According to Today’s Zaman, a website providing news from the Turkish media, the company shut the Isiklar and Ata Bacasi mines because of an explosion. Then miners got text messages from the company telling them they were fired. The bosses said it “is not able to pay the salaries of the workers that are not working.”

“We have to fight for our salaries month by month,” Ali Sogut, one of the fired miners from the Ata Bacasi mine, told the Militant in a phone interview.

Thousands of miners in the area protested Oct. 27 demanding months of unpaid wages, Sogut said, and police attacked the demonstration.

“They physically attacked miners with sticks and clubs, sending three miners to the hospital,” Engin Kursuncu, who works at the Imbatt mine, told the Militant.

More than 500 miners began a march to Ankara Oct. 28. That same day, a flood trapped 18 miners at the Ermenek coal mine, 250 miles south of Ankara.

“We had walked 13 miles, but when we heard about the flood we stopped to discuss what to do,” explained Sogut. “Most went back to Soma, but hundreds changed direction and started marching to the area where the flood happened. Then the police blocked us.” Eighteen died at the Ermenek mine.

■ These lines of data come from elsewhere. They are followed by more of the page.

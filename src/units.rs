#[derive(Debug, Clone, Copy, PartialEq, Eq, Default)]
pub enum Units {
    #[default]
    Metric,
    Imperial,
}

pub mod temperature {
    pub fn c2f(temp_c: f64) -> f64 {
        temp_c * 9.0 / 5.0 + 32.0
    }

    #[test]
    fn test_temperature() {
        assert_eq!(c2f(0.0), 32.0);
        assert_eq!(c2f(100.0), 212.0);
    }
}

pub mod speed {
    const MILES_PER_KM: f64 = 0.621371;

    pub fn kph2mph(kph: f64) -> f64 {
        kph * MILES_PER_KM
    }

    #[test]
    fn test_speed() {
        assert!((kph2mph(100.0) - 62.1371).abs() < 1e-9);
        assert_eq!(kph2mph(0.0), 0.0);
    }
}

pub mod length {
    pub fn mm2in(mm: f64) -> f64 {
        mm / 25.4
    }

    pub fn m2mi(m: f64) -> f64 {
        m / 1609.344
    }
}

pub mod pressure {
    pub fn pa2hpa(pa: f64) -> f64 {
        pa / 100.0
    }

    pub fn pa2inhg(pa: f64) -> f64 {
        pa / 3386.389
    }
}

pub mod direction {
    const COMPASS: [&str; 16] = [
        "N", "NNE", "NE", "ENE", "E", "ESE", "SE", "SSE", "S", "SSW", "SW", "WSW", "W", "WNW",
        "NW", "NNW",
    ];
    pub fn degree_to_compass<'a>(deg: f64) -> &'a str {
        let deg = (deg % 360.0) + 360.0;
        let val = (deg / 22.5 + 0.5) as usize;
        let idx = val % 16;
        COMPASS[idx]
    }

    #[test]
    fn test_degree_to_compass() {
        assert_eq!(degree_to_compass(0.0), "N");
        assert_eq!(degree_to_compass(90.0), "E");
        assert_eq!(degree_to_compass(180.0), "S");
        assert_eq!(degree_to_compass(270.0), "W");
        assert_eq!(degree_to_compass(360.0), "N");
        assert_eq!(degree_to_compass(-45.0), "NW");
    }
}

pub const MISSING: &str = "--";

/// Display strings for the weather card, one per unit system.
impl Units {
    pub fn temperature(self, celsius: Option<f64>) -> String {
        match (self, celsius) {
            (_, None) => MISSING.to_string(),
            (Units::Metric, Some(c)) => format!("{c:.2} C"),
            (Units::Imperial, Some(c)) => format!("{:.2} F", temperature::c2f(c)),
        }
    }

    pub fn speed(self, kph: Option<f64>) -> String {
        match (self, kph) {
            (_, None) => MISSING.to_string(),
            (Units::Metric, Some(kph)) => format!("{kph:.2} kph"),
            (Units::Imperial, Some(kph)) => format!("{:.2} mph", speed::kph2mph(kph)),
        }
    }

    pub fn precipitation(self, mm: Option<f64>) -> String {
        match (self, mm) {
            (_, None) => MISSING.to_string(),
            (Units::Metric, Some(mm)) => format!("{mm:.2} mm"),
            (Units::Imperial, Some(mm)) => format!("{:.2} in", length::mm2in(mm)),
        }
    }

    pub fn pressure(self, pa: Option<f64>) -> String {
        match (self, pa) {
            (_, None) => MISSING.to_string(),
            (Units::Metric, Some(pa)) => format!("{:.1} hPa", pressure::pa2hpa(pa)),
            (Units::Imperial, Some(pa)) => format!("{:.2} inHg", pressure::pa2inhg(pa)),
        }
    }

    pub fn visibility(self, m: Option<f64>) -> String {
        match (self, m) {
            (_, None) => MISSING.to_string(),
            (Units::Metric, Some(m)) => format!("{:.1} km", m / 1000.0),
            (Units::Imperial, Some(m)) => format!("{:.1} mi", length::m2mi(m)),
        }
    }
}

pub fn percent(value: Option<f64>) -> String {
    value.map_or_else(|| MISSING.to_string(), |v| format!("{v:.2}%"))
}

pub fn wind_direction(deg: Option<f64>) -> String {
    deg.map_or_else(
        || MISSING.to_string(),
        |d| format!("{} ({d:.0}°)", direction::degree_to_compass(d)),
    )
}

#[test]
fn test_display_units() {
    assert_eq!(Units::Metric.temperature(Some(21.456)), "21.46 C");
    assert_eq!(Units::Imperial.temperature(Some(100.0)), "212.00 F");
    assert_eq!(Units::Imperial.speed(None), "--");
    assert_eq!(Units::Metric.pressure(Some(101_300.0)), "1013.0 hPa");
    assert_eq!(percent(Some(12.0)), "12.00%");
    assert_eq!(wind_direction(Some(90.0)), "E (90°)");
}
#[cfg(test)]
mod tests {
    use super::*;

    fn client() -> ApiClient {
        ApiClient::new("http://localhost:8000").unwrap()
    }

    #[test]
    fn builds_encoded_area_paths() {
        let url = client()
            .endpoint(&["api", "v1", "areas", "KSLC/2 x", "weather", "latest"])
            .unwrap();
        assert_eq!(
            url.as_str(),
            "http://localhost:8000/api/v1/areas/KSLC%2F2%20x/weather/latest"
        );
    }

    #[test]
    fn keeps_base_path_prefix() {
        let client = ApiClient::new("http://example.com/fire/").unwrap();
        let url = client
            .endpoint_with_query(&["api", "v1", "fire-areas", "top"], &[("n", "5"), ("model_id", "rf")])
            .unwrap();
        assert_eq!(
            url.as_str(),
            "http://example.com/fire/api/v1/fire-areas/top?n=5&model_id=rf"
        );
    }

    #[test]
    fn satellite_image_url_is_a_link() {
        let client = ApiClient::new("http://localhost:8000/").unwrap();
        assert_eq!(
            client.satellite_image_url("utah 1.png"),
            "http://localhost:8000/api/v1/satellite/image/utah%201.png"
        );
    }

    #[test]
    fn rejects_unusable_base() {
        assert!(ApiClient::new("not a url").is_err());
        assert!(ApiClient::new("mailto:someone@example.com").is_err());
    }

    #[test]
    fn weather_accepts_both_field_names() {
        let modern: areas::WeatherLatest = serde_json::from_str(
            r#"{"area_id":"A","observed_at":"2025-06-01T00:00:00","temperature_c":21.5,
                "relative_humidity_pct":12.0,"wind_speed_kph":null,"precipitation_3h_mm":0.0}"#,
        )
        .unwrap();
        assert_eq!(modern.relative_humidity_pct, Some(12.0));
        assert_eq!(modern.wind_speed_kph, None);
        assert_eq!(modern.heat_index_c, None);

        let older: areas::WeatherLatest = serde_json::from_str(
            r#"{"area_id":"A","observed_at":"2025-06-01T00:00:00Z","humidity_pct":40.0,"precipitation_mm":1.5}"#,
        )
        .unwrap();
        assert_eq!(older.relative_humidity_pct, Some(40.0));
        assert_eq!(older.precipitation_3h_mm, Some(1.5));
    }

    #[test]
    fn compare_prediction_may_be_null() {
        let response: fire_areas::CompareResponse = serde_json::from_str(
            r#"{"models":[{"model_id":"rf","name":"Random Forest","description":""}],
                "items":[{"area_id":"A","name":"Alpha","lat":40.0,"lon":-111.0,
                  "predictions":[{"model_id":"rf","probability":null,"predicted_at":null}]}]}"#,
        )
        .unwrap();
        assert_eq!(response.items[0].predictions[0].probability, None);
    }

    #[test]
    fn station_records_accepts_list_or_items() {
        let bare = legacy::station_records(serde_json::json!([{"id": 1}])).unwrap();
        assert_eq!(bare.len(), 1);
        let wrapped =
            legacy::station_records(serde_json::json!({"items": [{"area_id": "A"}, {}]})).unwrap();
        assert_eq!(wrapped.len(), 2);
        assert!(legacy::station_records(serde_json::json!({"stations": []})).is_err());
    }
}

As a result of these protests, Sogut said, the government paid the miners’ salaries. But a few days after the mass firing, Soma Coal Enterprises said it would not provide severance pay.

Some 4,000 miners were laid off in September by the Yildiz Madencilik mining company in the Black Sea province of Zonguldak, the center of coal mining in Turkey. The mine bosses said the layoff was because a new mine safety code adopted by the Turkish parliament was bankrupting them.

The mining disaster in Soma May 13 led to widespread protests and outrage over the response by the Turkish government and mine officials. Prime Minister Recep Tayyip Erdogan described the deaths of the 301 men as “usual things” when he visited the area. Photos of Erdogan’s aides kicking demonstrators fueled the protests.

Can Gurkan, CEO of Soma Coal Enterprises Inc., who claimed the Eynez mine was “a first class workplace,” was arrested May 20 along with seven other mine executives on charges of “causing multiple deaths by negligence.”

A September report from the Soma public prosecutor on the mine disaster — the worst in Turkish history — pointed to gross negligence leading to the deaths, including inadequate ventilation, flammable equipment, defective gas masks, lack of gas sensors and other serious safety violations.

On Nov. 5 prosecutors announced they were seeking life imprisonment for eight mine executives, including Gurkan, and two to 15 years in prison for 29 others. On Nov. 25, a Turkish court threw out the indictment.

Manisa Bar Association Chairman Zeynel Balkiz announced that another indictment would be submitted within a month.

Meanwhile, Energy Minister Taner Yildez told reporters in Ermenek that a preliminary report said the flood was caused by water built up over years in older sections of the mine. Three mine owners have been detained as result of the investigation.

The miners’ protests have called attention to the fight for safety in Turkey. The Economist reported Nov. 29 that 14,455 workers have died in industrial accidents there since 2002.

Yasemin Aydinoglu contributed to this article.